- _What you need to do_:
Nothing may be dropped or altered: reproduce all the data.

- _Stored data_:
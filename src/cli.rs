use crate::config::{CliOverrides, Config};
use crate::error::{FeedError, Result};
use crate::period::Period;
use chrono::NaiveDate;
use clap::{Parser, ValueEnum};
use std::path::PathBuf;

#[derive(Parser, Debug)]
#[command(name = "iqviafeed")]
#[command(version = env!("CARGO_PKG_VERSION"))]
#[command(about = "Generate and submit IQVIA DataEntry daily extracts")]
#[command(
    long_about = "IqviaFeed extracts one JSON payload per day from the sales warehouse, \
                       packages the period into a U_<CLIENT>_<START>_<END>.zip archive and \
                       optionally uploads it to the IQVIA DataEntry API."
)]
#[command(before_help = "💊 IqviaFeed - Daily Extract Pipeline")]
#[command(after_help = "EXAMPLES:\n  \
    iqviafeed\n  \
    iqviafeed --from 2024-01-01 --to 2024-01-03\n  \
    iqviafeed --from 01/01/2024 --to 03/01/2024 --upload\n  \
    iqviafeed --validate --sample layout_example.json\n  \
    iqviafeed --resend iqvia_out/U_ACME_20240101_20240103.zip\n  \
    iqviafeed --status 7f3a2b1c-0d4e-4f5a-9b6c-8d7e6f5a4b3c\n\n\
    Without --from/--to the period defaults to two days ago through yesterday.\n\
    For more information, visit: https://github.com/user/iqviafeed")]
pub struct Cli {
    /// Period start date (YYYY-MM-DD or DD/MM/YYYY)
    #[arg(long, value_name = "DATE", value_parser = parse_flexible_date, requires = "to")]
    pub from: Option<NaiveDate>,

    /// Period end date (YYYY-MM-DD or DD/MM/YYYY)
    #[arg(long, value_name = "DATE", value_parser = parse_flexible_date, requires = "from")]
    pub to: Option<NaiveDate>,

    /// Output directory for daily files and the archive
    #[arg(short, long, value_name = "DIR")]
    pub output: Option<PathBuf>,

    /// TOML configuration file to load
    #[arg(short, long, env = "IQVIAFEED_CONFIG", help = "Path to TOML configuration file")]
    pub config: Option<PathBuf>,

    /// Branch code to extract
    #[arg(long, value_name = "CODE")]
    pub branch: Option<u32>,

    /// Upload the archive after packaging
    #[arg(long)]
    pub upload: bool,

    /// Skip the upload step even if the configuration enables it
    #[arg(long, conflicts_with = "upload")]
    pub no_upload: bool,

    /// Validate each daily payload against the layout description
    #[arg(long)]
    pub validate: bool,

    /// Reference sample JSON for layout validation (implies --validate)
    #[arg(long, value_name = "FILE")]
    pub sample: Option<PathBuf>,

    /// Upload timeout in seconds
    #[arg(long, help = "Timeout for the archive upload request (seconds)")]
    pub timeout: Option<u64>,

    /// How results are rendered
    #[arg(long, value_enum, default_value_t = OutputFormat::Human)]
    pub output_format: OutputFormat,

    /// Increase log detail (-v, -vv)
    #[arg(short, long, action = clap::ArgAction::Count)]
    pub verbose: u8,

    /// Print only errors and the final result
    #[arg(short, long, conflicts_with = "verbose")]
    pub quiet: bool,

    /// Overwrite an existing archive and daily files
    #[arg(long, help = "Overwrite existing files in the output directory")]
    pub force: bool,

    /// Dry run (show the run plan without executing)
    #[arg(long, help = "Show what would be extracted without touching anything")]
    pub dry_run: bool,

    /// Write a starter configuration file and exit
    #[arg(long, help = "Generate a sample configuration file")]
    pub generate_config: bool,

    /// Upload an existing archive and exit
    #[arg(long, value_name = "ARCHIVE")]
    pub resend: Option<PathBuf>,

    /// Query the processing status of a previous upload and exit
    #[arg(long, value_name = "GUID")]
    pub status: Option<String>,

    /// Probe the warehouse and the delivery API, then exit
    #[arg(long)]
    pub test_connection: bool,
}

#[derive(Debug, Clone, ValueEnum)]
pub enum OutputFormat {
    /// Colored terminal output
    Human,
    /// One JSON object per message
    Json,
    /// Uncolored plain lines
    Plain,
}

impl Cli {
    pub fn load_config(&self) -> Result<Config> {
        let mut config = Config::load_with_defaults(self.config.as_ref())?;

        let overrides = self.create_cli_overrides();
        config.merge_with_cli_args(&overrides);
        config.validate()?;

        Ok(config)
    }

    pub fn create_cli_overrides(&self) -> CliOverrides {
        CliOverrides::new()
            .with_output_dir(self.output.clone())
            .with_branch(self.branch)
            .with_upload(self.upload_override())
            .with_validate(if self.validate { Some(true) } else { None })
            .with_sample(self.sample.clone())
            .with_upload_timeout(self.timeout)
    }

    /// --upload / --no-upload tri-state; None leaves the config value alone.
    pub fn upload_override(&self) -> Option<bool> {
        if self.upload {
            Some(true)
        } else if self.no_upload {
            Some(false)
        } else {
            None
        }
    }

    pub fn effective_period(&self) -> Result<Period> {
        match (self.from, self.to) {
            (Some(start), Some(end)) => Period::new(start, end),
            (None, None) => Ok(Period::default_recent()),
            _ => Err(FeedError::InvalidPeriod {
                message: "--from and --to must be given together".to_string(),
            }),
        }
    }

    pub fn should_use_colors(&self) -> bool {
        !self.quiet && console::Term::stdout().features().colors_supported()
    }

    pub fn is_verbose(&self) -> bool {
        self.verbose > 0 && !self.quiet
    }

    pub fn verbosity_level(&self) -> u8 {
        if self.quiet {
            0
        } else {
            self.verbose
        }
    }
}

pub fn parse_flexible_date(s: &str) -> std::result::Result<NaiveDate, String> {
    let s = s.trim();

    NaiveDate::parse_from_str(s, "%Y-%m-%d")
        .or_else(|_| NaiveDate::parse_from_str(s, "%d/%m/%Y"))
        .map_err(|_| {
            format!(
                "'{}' is not a valid date. Use YYYY-MM-DD or DD/MM/YYYY.",
                s
            )
        })
}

- _Result for this exercise_:
filename src/cli.rs
use crate::config::{CliOverrides, Config};
use crate::error::{FeedError, Result};
use crate::period::Period;
use chrono::NaiveDate;
use clap::{Parser, ValueEnum};
use std::path::PathBuf;

#[derive(Parser, Debug)]
#[command(name = "iqviafeed")]
#[command(version = env!("CARGO_PKG_VERSION"))]
#[command(about = "Generate and submit IQVIA DataEntry daily extracts")]
#[command(
    long_about = "IqviaFeed extracts one JSON payload per day from the sales warehouse, \
                       packages the period into a U_<CLIENT>_<START>_<END>.zip archive and \
                       optionally uploads it to the IQVIA DataEntry API."
)]
#[command(before_help = "💊 IqviaFeed - Daily Extract Pipeline")]
#[command(after_help = "EXAMPLES:\n  \
    iqviafeed\n  \
    iqviafeed --from 2024-01-01 --to 2024-01-03\n  \
    iqviafeed --from 01/01/2024 --to 03/01/2024 --upload\n  \
    iqviafeed --validate --sample layout_example.json\n  \
    iqviafeed --resend iqvia_out/U_ACME_20240101_20240103.zip\n  \
    iqviafeed --status 7f3a2b1c-0d4e-4f5a-9b6c-8d7e6f5a4b3c\n\n\
    Without --from/--to the period defaults to two days ago through yesterday.\n\
    For more information, visit: https://github.com/user/iqviafeed")]
pub struct Cli {
    /// Period start date (YYYY-MM-DD or DD/MM/YYYY)
    #[arg(long, value_name = "DATE", value_parser = parse_flexible_date, requires = "to")]
    pub from: Option<NaiveDate>,

    /// Period end date (YYYY-MM-DD or DD/MM/YYYY)
    #[arg(long, value_name = "DATE", value_parser = parse_flexible_date, requires = "from")]
    pub to: Option<NaiveDate>,

    /// Output directory for daily files and the archive
    #[arg(short, long, value_name = "DIR")]
    pub output: Option<PathBuf>,

    /// TOML configuration file to load
    #[arg(short, long, env = "IQVIAFEED_CONFIG", help = "Path to TOML configuration file")]
    pub config: Option<PathBuf>,

    /// Branch code to extract
    #[arg(long, value_name = "CODE")]
    pub branch: Option<u32>,

    /// Upload the archive after packaging
    #[arg(long)]
    pub upload: bool,

    /// Skip the upload step even if the configuration enables it
    #[arg(long, conflicts_with = "upload")]
    pub no_upload: bool,

    /// Validate each daily payload against the layout description
    #[arg(long)]
    pub validate: bool,

    /// Reference sample JSON for layout validation (implies --validate)
    #[arg(long, value_name = "FILE")]
    pub sample: Option<PathBuf>,

    /// Upload timeout in seconds
    #[arg(long, help = "Timeout for the archive upload request (seconds)")]
    pub timeout: Option<u64>,

    /// How results are rendered
    #[arg(long, value_enum, default_value_t = OutputFormat::Human)]
    pub output_format: OutputFormat,

    /// Increase log detail (-v, -vv)
    #[arg(short, long, action = clap::ArgAction::Count)]
    pub verbose: u8,

    /// Print only errors and the final result
    #[arg(short, long, conflicts_with = "verbose")]
    pub quiet: bool,

    /// Overwrite an existing archive and daily files
    #[arg(long, help = "Overwrite existing files in the output directory")]
    pub force: bool,

    /// Dry run (show the run plan without executing)
    #[arg(long, help = "Show what would be extracted without touching anything")]
    pub dry_run: bool,

    /// Write a starter configuration file and exit
    #[arg(long, help = "Generate a sample configuration file")]
    pub generate_config: bool,

    /// Upload an existing archive and exit
    #[arg(long, value_name = "ARCHIVE")]
    pub resend: Option<PathBuf>,

    /// Query the processing status of a previous upload and exit
    #[arg(long, value_name = "GUID")]
    pub status: Option<String>,

    /// Probe the warehouse and the delivery API, then exit
    #[arg(long)]
    pub test_connection: bool,
}

#[derive(Debug, Clone, ValueEnum)]
pub enum OutputFormat {
    /// Colored terminal output
    Human,
    /// One JSON object per message
    Json,
    /// Uncolored plain lines
    Plain,
}

impl Cli {
    pub fn load_config(&self) -> Result<Config> {
        let mut config = Config::load_with_defaults(self.config.as_ref())?;

        let overrides = self.create_cli_overrides();
        config.merge_with_cli_args(&overrides);
        config.validate()?;

        Ok(config)
    }

    pub fn create_cli_overrides(&self) -> CliOverrides {
        CliOverrides::new()
            .with_output_dir(self.output.clone())
            .with_branch(self.branch)
            .with_upload(self.upload_override())
            .with_validate(if self.validate { Some(true) } else { None })
            .with_sample(self.sample.clone())
            .with_upload_timeout(self.timeout)
    }

    /// --upload / --no-upload tri-state; None leaves the config value alone.
    pub fn upload_override(&self) -> Option<bool> {
        if self.upload {
            Some(true)
        } else if self.no_upload {
            Some(false)
        } else {
            None
        }
    }

    pub fn effective_period(&self) -> Result<Period> {
        match (self.from, self.to) {
            (Some(start), Some(end)) => Period::new(start, end),
            (None, None) => Ok(Period::default_recent()),
            _ => Err(FeedError::InvalidPeriod {
                message: "--from and --to must be given together".to_string(),
            }),
        }
    }

    pub fn should_use_colors(&self) -> bool {
        !self.quiet && console::Term::stdout().features().colors_supported()
    }

    pub fn is_verbose(&self) -> bool {
        self.verbose > 0 && !self.quiet
    }

    pub fn verbosity_level(&self) -> u8 {
        if self.quiet {
            0
        } else {
            self.verbose
        }
    }
}

pub fn parse_flexible_date(s: &str) -> std::result::Result<NaiveDate, String> {
    let s = s.trim();

    NaiveDate::parse_from_str(s, "%Y-%m-%d")
        .or_else(|_| NaiveDate::parse_from_str(s, "%d/%m/%Y"))
        .map_err(|_| {
            format!(
                "'{}' is not a valid date. Use YYYY-MM-DD or DD/MM/YYYY.",
                s
            )
        })
}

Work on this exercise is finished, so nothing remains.